The first item a student lays eyes on as she or he enters the classroom is the white board. For that short period of time, the entire group of students’ attention is solely dedicated to viewing whatever occurs on the shiny, luminous 72 by 36 inch alabaster coated piece of wood. Students dutifully transcribe what they see on the board to their own personal books, and seemingly, they are able to refute or support any statement made by the teacher with the words, “It was written on the white board.” The board is such an essential piece of the traditional classroom experience; it is almost revered like a Bible or religious text. The board dictates our activities for the day, punishments and rewards. It controls all that occurs in the classroom. It is all powerful.
Grades identify the prey from the predator. People do not know you by name, they know you by grade. They identify and classify you into categories, sub-groups, lists and genus by the numerical barcode in the grade book. Are you A, B, C or F? This translates into: are you an annoying know-it all, a good average student that everyone likes, a bare minimum partier or a waste of space? In this game of survival, grades are the secrets people would like to keep but seemingly cannot. This is a world where numbers trump personality.
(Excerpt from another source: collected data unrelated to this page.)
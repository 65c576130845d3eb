// SPDX-License-Identifier: MIT
//! Built-in content generators, independent of the game system.

pub mod compendium;
pub mod macros;
pub mod utility;

pub use compendium::{CompendiumEntry, CompendiumGenerator, CompendiumPack, CompendiumSource};
pub use macros::{MACRO_GROUP_ID, MacroGenerator, MacroRecord, MacroSource};
pub use utility::{UTILITY_GROUP_ID, UtilityGenerator};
Onto to the horrid jungle — the lunchroom. Speaking realistically, there is no civility in the dining that occurs in this concrete box filled with artificially flavored preservatives. You could hardly even call it dining. Socio-economic status can easily be determined by the location of the species in this closed environment. The young men and women who bring their lunch from home cultivate in clusters. They are the lucky chosen. Usually, their lunch consists of items that are falsely advertised as healthy (fruit roll ups, flavored sparkling water, turkey and cheese on white bread). These people believe they are eating delicacies, but honestly, the school lunch may provide better sustenance. The leeches usually lurk around with those who have brought lunch to form a sort of parasitic relationship. They waste the school lunch they bought, and then leech off of the children who brought their lunch from home. Then, there are the humble fungi. The fungi are subtle creatures who buy their lunch from school, and eat it in peace, only accepting bestowed gifts from the chosen if offered. They are the purest of all the species.
The lanyards hanging from the bland, beige khaki shorts of "men" who "can drive" are supposed to create a "cooler than thou" appeal. Sometimes, itworks, but most of the time, it just looks idiotic. Especially if it sways when you walk. It is a superiority complex that effects the behavior of the subject drastically. Take the lanyard away from the man, and he becomes a boy. Without his lanyard and his keys, the average male subject is left powerless in the ruthless environment.
In the paradox that is school, (i.e. it educates us about democracy but proceeds to give us none) the only species that will prevail are those who learn to embrace and adapt to what school really is. The true winners will see through the candy giving professors and their snake-like fellow scholars. We will prevail.